Tuesday, June 27, 2017
The country has rowed back from a more activist global role since the death of President Hugo Chavez
- Regional neighbours are increasingly divided over Venezuela, as shown by the Organization of American States’ failure to act effectively.
- Unpredictable US foreign policy under President Donald Trump could increase fears of a new and unconstructive intervention in Venezuela.
- Insecurity and dysfunctional institutions facilitate cross-border crime and other incursions that affect neighbours’ security.
- If Rosneft were to take action over its Citgo stake, it could give a Russian firm control over another US-based downstream company.
Political and economic woes have reduced Venezuela’s global role from the days when Chavez sought alliances with Iran, Libya and Syria, made arms deals with Russia and put in place the PetroCaribe scheme under which Venezuela sold oil at concessional prices to regional allies.

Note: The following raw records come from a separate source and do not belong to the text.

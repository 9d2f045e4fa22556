//! Configuration for the vitals tracker.

use crate::directory::Directory;
use crate::record::Clock;
use chrono_tz::Tz;
use serde::{Deserialize, Serialize};
use std::path::PathBuf;
use thiserror::Error;

/// Name of the store file inside `data_path`.
pub const STORE_FILE: &str = "store.json";

/// Main configuration.
#[derive(Debug, Clone, Serialize, Deserialize)]
#[serde(default)]
pub struct Config {
    /// Directory holding the record store
    pub data_path: PathBuf,

    /// User shown when no user is given
    pub default_user_id: String,

    /// IANA timezone for record timestamps (local time when unset)
    pub timezone: Option<String>,

    /// Doctor and hospital listings
    pub directory: Directory,

    /// Port for `vitals serve`
    pub server_port: u16,
}

impl Default for Config {
    fn default() -> Self {
        let data_dir = dirs::data_local_dir()
            .unwrap_or_else(|| PathBuf::from("."))
            .join("vitals-tracker");

        Self {
            data_path: data_dir,
            default_user_id: "user123".to_string(),
            timezone: None,
            directory: Directory::default(),
            server_port: 7878,
        }
    }
}

impl Config {
    /// Load configuration from the default location.
    pub fn load() -> Result<Self, ConfigError> {
        Self::load_from(&Self::config_path())
    }

    /// Load configuration from `path`, falling back to defaults if absent.
    pub fn load_from(path: &std::path::Path) -> Result<Self, ConfigError> {
        if !path.exists() {
            return Ok(Self::default());
        }

        let content =
            std::fs::read_to_string(path).map_err(|e| ConfigError::Io(e.to_string()))?;
        serde_json::from_str(&content).map_err(|e| ConfigError::Parse(e.to_string()))
    }

    /// Save configuration to the default location.
    pub fn save(&self) -> Result<(), ConfigError> {
        self.save_to(&Self::config_path())
    }

    pub fn save_to(&self, path: &std::path::Path) -> Result<(), ConfigError> {
        if let Some(parent) = path.parent() {
            std::fs::create_dir_all(parent).map_err(|e| ConfigError::Io(e.to_string()))?;
        }

        let content = serde_json::to_string_pretty(self)
            .map_err(|e| ConfigError::Serialize(e.to_string()))?;

        std::fs::write(path, content).map_err(|e| ConfigError::Io(e.to_string()))?;

        Ok(())
    }

    /// Get the path to the configuration file.
    pub fn config_path() -> PathBuf {
        dirs::config_dir()
            .unwrap_or_else(|| PathBuf::from("."))
            .join("vitals-tracker")
            .join("config.json")
    }

    /// Ensure the data directory exists.
    pub fn ensure_directories(&self) -> Result<(), ConfigError> {
        std::fs::create_dir_all(&self.data_path).map_err(|e| ConfigError::Io(e.to_string()))?;
        Ok(())
    }

    /// Path of the record store file.
    pub fn store_path(&self) -> PathBuf {
        self.data_path.join(STORE_FILE)
    }

    /// Clock for stamping new records. An unknown timezone is reported here
    /// rather than at load, so the rest of the configuration still applies.
    pub fn clock(&self) -> Result<Clock, ConfigError> {
        match &self.timezone {
            None => Ok(Clock::Local),
            Some(name) => name
                .parse::<Tz>()
                .map(Clock::Zone)
                .map_err(|_| ConfigError::InvalidTimezone(name.clone())),
        }
    }
}

/// Configuration errors.
#[derive(Debug, Error)]
pub enum ConfigError {
    #[error("IO error: {0}")]
    Io(String),
    #[error("Parse error: {0}")]
    Parse(String),
    #[error("Serialize error: {0}")]
    Serialize(String),
    #[error("Unknown timezone: {0}")]
    InvalidTimezone(String),
}

#[cfg(test)]
mod tests {
    use super::*;

    #[test]
    fn test_default_config() {
        let config = Config::default();
        assert_eq!(config.default_user_id, "user123");
        assert!(config.timezone.is_none());
        assert_eq!(config.directory.doctors.len(), 3);
        assert!(config.store_path().ends_with(STORE_FILE));
        assert!(matches!(config.clock(), Ok(Clock::Local)));
    }

    #[test]
    fn test_timezone_clock() {
        let config = Config {
            timezone: Some("Europe/Berlin".to_string()),
            ..Config::default()
        };
        assert!(matches!(config.clock(), Ok(Clock::Zone(tz)) if tz == chrono_tz::Europe::Berlin));

        let config = Config {
            timezone: Some("Mars/Olympus".to_string()),
            ..Config::default()
        };
        assert!(matches!(config.clock(), Err(ConfigError::InvalidTimezone(_))));
    }

    #[test]
    fn test_save_and_load_roundtrip() {
        let dir = tempfile::tempdir().unwrap();
        let path = dir.path().join("config.json");

        let config = Config {
            default_user_id: "patient-7".to_string(),
            server_port: 9000,
            ..Config::default()
        };
        config.save_to(&path).unwrap();

        let loaded = Config::load_from(&path).unwrap();
        assert_eq!(loaded.default_user_id, "patient-7");
        assert_eq!(loaded.server_port, 9000);
        assert_eq!(loaded.directory, config.directory);
    }

    #[test]
    fn test_partial_config_uses_defaults() {
        let dir = tempfile::tempdir().unwrap();
        let path = dir.path().join("config.json");
        std::fs::write(&path, r#"{"default_user_id": "someone"}"#).unwrap();

        let loaded = Config::load_from(&path).unwrap();
        assert_eq!(loaded.default_user_id, "someone");
        assert_eq!(loaded.server_port, 7878);
    }

    #[test]
    fn test_bad_timezone_keeps_other_settings() {
        let dir = tempfile::tempdir().unwrap();
        let path = dir.path().join("config.json");
        let data_path = dir.path().join("records");
        let content = serde_json::json!({
            "data_path": data_path,
            "default_user_id": "patient-7",
            "timezone": "Mars/Olympus",
        });
        std::fs::write(&path, content.to_string()).unwrap();

        let loaded = Config::load_from(&path).unwrap();
        assert_eq!(loaded.data_path, data_path);
        assert_eq!(loaded.store_path(), data_path.join(STORE_FILE));
        assert_eq!(loaded.default_user_id, "patient-7");
        assert!(matches!(loaded.clock(), Err(ConfigError::InvalidTimezone(name)) if name == "Mars/Olympus"));
    }

    #[test]
    fn test_missing_file_gives_defaults() {
        let dir = tempfile::tempdir().unwrap();
        let loaded = Config::load_from(&dir.path().join("absent.json")).unwrap();
        assert_eq!(loaded.default_user_id, "user123");
    }
}
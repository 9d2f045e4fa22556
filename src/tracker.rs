//! Submission and dashboard flows over a record store.
//!
//! ```text
//! submit ──▶ RecordStore::save ──┬──▶ risk::evaluate
//!                                ├──▶ Advice::for_vitals
//!                                ├──▶ HospitalDirectory::suggest
//!                                └──▶ ChartSeries::build (user history)
//! ```

use crate::assessment::{evaluate, Advice, RiskReport};
use crate::directory::{Directory, Hospital};
use crate::record::{Clock, HealthRecord, RecordError};
use crate::store::{KeyValueStore, RecordStore, StoreError};
use crate::trend::ChartSeries;
use serde::{Deserialize, Serialize};
use thiserror::Error;

/// Shown in place of a latest record when a user has none.
pub const NO_DATA_MESSAGE: &str = "No data yet.";

#[derive(Debug, Error)]
pub enum TrackerError {
    #[error(transparent)]
    Record(#[from] RecordError),
    #[error(transparent)]
    Store(#[from] StoreError),
}

impl TrackerError {
    /// Whether the caller supplied bad input rather than storage failing.
    pub fn is_invalid_input(&self) -> bool {
        matches!(
            self,
            TrackerError::Record(_) | TrackerError::Store(StoreError::InvalidRecord(_))
        )
    }
}

/// Raw form inputs for one submission.
#[derive(Debug, Clone, PartialEq, Eq, Serialize, Deserialize)]
#[serde(rename_all = "camelCase")]
pub struct Submission {
    pub user_id: String,
    pub blood_pressure: String,
    pub blood_sugar: u32,
    pub heart_rate: u32,
}

/// Risk report and advice for one set of vitals.
#[derive(Debug, Clone, PartialEq, Eq, Serialize, Deserialize)]
pub struct Assessment {
    pub risk: RiskReport,
    pub advice: Advice,
    pub hospitals: Vec<Hospital>,
}

impl Assessment {
    /// Evaluate vitals and pick hospitals from `directory`.
    pub fn new(
        blood_pressure: &str,
        blood_sugar: u32,
        heart_rate: u32,
        directory: &Directory,
    ) -> Self {
        Self {
            risk: evaluate(blood_pressure, blood_sugar, heart_rate),
            advice: Advice::for_vitals(blood_sugar, heart_rate),
            hospitals: directory.hospitals.suggest(blood_pressure, blood_sugar).to_vec(),
        }
    }
}

/// Everything produced by a submission.
#[derive(Debug, Clone, PartialEq, Eq, Serialize, Deserialize)]
pub struct SubmissionOutcome {
    pub record: HealthRecord,
    pub assessment: Assessment,
    pub trend: ChartSeries,
}

/// Latest record for a user, or nothing yet.
#[derive(Debug, Clone, PartialEq, Eq, Serialize, Deserialize)]
#[serde(tag = "state", content = "record", rename_all = "snake_case")]
pub enum LatestRecord {
    Found(HealthRecord),
    NoData,
}

impl LatestRecord {
    pub fn as_record(&self) -> Option<&HealthRecord> {
        match self {
            LatestRecord::Found(r) => Some(r),
            LatestRecord::NoData => None,
        }
    }
}

/// Initial-load view for a user.
#[derive(Debug, Clone, PartialEq, Eq, Serialize, Deserialize)]
pub struct Dashboard {
    pub user_id: String,
    pub latest: LatestRecord,
    pub trend: ChartSeries,
}

/// Ties the store, rules and directory together.
pub struct HealthTracker<S> {
    store: RecordStore<S>,
    directory: Directory,
    clock: Clock,
}

impl<S: KeyValueStore> HealthTracker<S> {
    pub fn new(backend: S, directory: Directory, clock: Clock) -> Self {
        Self {
            store: RecordStore::new(backend),
            directory,
            clock,
        }
    }

    /// Store a submission and assess it.
    pub fn submit(&mut self, submission: Submission) -> Result<SubmissionOutcome, TrackerError> {
        let record = HealthRecord::new(
            submission.user_id,
            submission.blood_pressure,
            submission.blood_sugar,
            submission.heart_rate,
            &self.clock,
        )?;

        self.store.save(&record)?;

        let assessment = self.assess(
            record.blood_pressure(),
            record.blood_sugar(),
            record.heart_rate(),
        );
        let trend = ChartSeries::build(&self.store.history_for(record.user_id())?);

        Ok(SubmissionOutcome {
            record,
            assessment,
            trend,
        })
    }

    /// Assess vitals without storing them.
    pub fn assess(&self, blood_pressure: &str, blood_sugar: u32, heart_rate: u32) -> Assessment {
        Assessment::new(blood_pressure, blood_sugar, heart_rate, &self.directory)
    }

    /// Latest record and trend for `user_id`.
    pub fn dashboard(&self, user_id: &str) -> Result<Dashboard, TrackerError> {
        let latest = match self.store.latest(user_id) {
            Ok(record) => LatestRecord::Found(record),
            Err(StoreError::NotFound(_)) => LatestRecord::NoData,
            Err(e) => return Err(e.into()),
        };

        Ok(Dashboard {
            user_id: user_id.to_string(),
            latest,
            trend: self.trend(user_id)?,
        })
    }

    /// Chart series over the user's history.
    pub fn trend(&self, user_id: &str) -> Result<ChartSeries, TrackerError> {
        Ok(ChartSeries::build(&self.store.history_for(user_id)?))
    }

    pub fn store(&self) -> &RecordStore<S> {
        &self.store
    }

    pub fn directory(&self) -> &Directory {
        &self.directory
    }
}
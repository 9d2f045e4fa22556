//! Threshold-based risk assessment over a single set of vitals.

use crate::record::{BloodPressure, HealthRecord};
use serde::{Deserialize, Serialize};
use std::fmt;

/// Shown when no risk factor is raised.
pub const NORMAL_RANGES_MESSAGE: &str = "Your health metrics are within normal ranges. Keep it up!";

/// Systolic pressure above this is hypertensive (mmHg).
pub const SYSTOLIC_LIMIT: u32 = 140;
/// Diastolic pressure above this is hypertensive (mmHg).
pub const DIASTOLIC_LIMIT: u32 = 90;
/// Blood sugar above this is hyperglycemic (mg/dL).
pub const BLOOD_SUGAR_LIMIT: u32 = 140;
/// Heart rate below this is abnormal (bpm).
pub const HEART_RATE_LOW: u32 = 60;
/// Heart rate above this is abnormal (bpm).
pub const HEART_RATE_HIGH: u32 = 100;

/// A named condition flagged by one of the rules.
#[derive(Debug, Clone, Copy, PartialEq, Eq, Serialize, Deserialize)]
#[serde(rename_all = "snake_case")]
pub enum RiskFactor {
    Hypertension,
    Hyperglycemia,
    AbnormalHeartRate,
}

impl RiskFactor {
    pub fn label(&self) -> &'static str {
        match self {
            RiskFactor::Hypertension => "High Blood Pressure (Hypertension)",
            RiskFactor::Hyperglycemia => "High Blood Sugar (Hyperglycemia)",
            RiskFactor::AbnormalHeartRate => "Abnormal Heart Rate",
        }
    }

    /// Advisory text paired with this factor.
    pub fn precaution(&self) -> &'static str {
        match self {
            RiskFactor::Hypertension => "Consider reducing salt intake and consult a doctor.",
            RiskFactor::Hyperglycemia => {
                "Maintain a balanced diet and consult a healthcare provider."
            }
            RiskFactor::AbnormalHeartRate => {
                "Engage in regular exercise and check with a physician."
            }
        }
    }
}

impl fmt::Display for RiskFactor {
    fn fmt(&self, f: &mut fmt::Formatter<'_>) -> fmt::Result {
        f.write_str(self.label())
    }
}

/// Result of evaluating one set of vitals.
#[derive(Debug, Clone, PartialEq, Eq, Serialize, Deserialize)]
pub struct RiskReport {
    /// Raised factors, always in blood pressure, sugar, heart rate order
    pub factors: Vec<RiskFactor>,
    /// Blood pressure could not be read, so it was not checked
    pub blood_pressure_unreadable: bool,
}

impl RiskReport {
    /// True when no factor was raised.
    pub fn is_normal(&self) -> bool {
        self.factors.is_empty()
    }

    /// `(factor, precaution)` pairs in rule order.
    pub fn findings(&self) -> Vec<(&'static str, &'static str)> {
        self.factors
            .iter()
            .map(|f| (f.label(), f.precaution()))
            .collect()
    }
}

impl fmt::Display for RiskReport {
    fn fmt(&self, f: &mut fmt::Formatter<'_>) -> fmt::Result {
        if self.is_normal() {
            return f.write_str(NORMAL_RANGES_MESSAGE);
        }

        writeln!(f, "Risk Factors:")?;
        for factor in &self.factors {
            writeln!(f, "  - {}.", factor.label())?;
        }
        writeln!(f)?;
        writeln!(f, "Precautions:")?;
        for factor in &self.factors {
            writeln!(f, "  - {}", factor.precaution())?;
        }
        Ok(())
    }
}

/// Evaluate the three vitals against the fixed rule table.
///
/// An unreadable blood pressure raises no factor; the report notes it
/// instead.
pub fn evaluate(blood_pressure: &str, blood_sugar: u32, heart_rate: u32) -> RiskReport {
    let mut factors = Vec::new();

    let blood_pressure_unreadable = match BloodPressure::parse(blood_pressure) {
        Ok(bp) => {
            if bp.systolic > SYSTOLIC_LIMIT || bp.diastolic > DIASTOLIC_LIMIT {
                factors.push(RiskFactor::Hypertension);
            }
            false
        }
        Err(e) => {
            tracing::warn!("Skipping blood pressure check: {e}");
            true
        }
    };

    if blood_sugar > BLOOD_SUGAR_LIMIT {
        factors.push(RiskFactor::Hyperglycemia);
    }

    if !(HEART_RATE_LOW..=HEART_RATE_HIGH).contains(&heart_rate) {
        factors.push(RiskFactor::AbnormalHeartRate);
    }

    RiskReport {
        factors,
        blood_pressure_unreadable,
    }
}

/// Evaluate a stored record.
pub fn evaluate_record(record: &HealthRecord) -> RiskReport {
    evaluate(
        record.blood_pressure(),
        record.blood_sugar(),
        record.heart_rate(),
    )
}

Immersed in its own crisis, Venezuela’s foreign policy now focusses on seeking loans and averting default; relations with China and Russia revolve increasingly around financing deals, to be paid for by mortgaging long-term oil output.
No longer able to dispense largesse and surrounded by less ideologically compatible governments, Venezuela’s growing isolation reduces prospects for serious regional mediation that could palliate its crisis.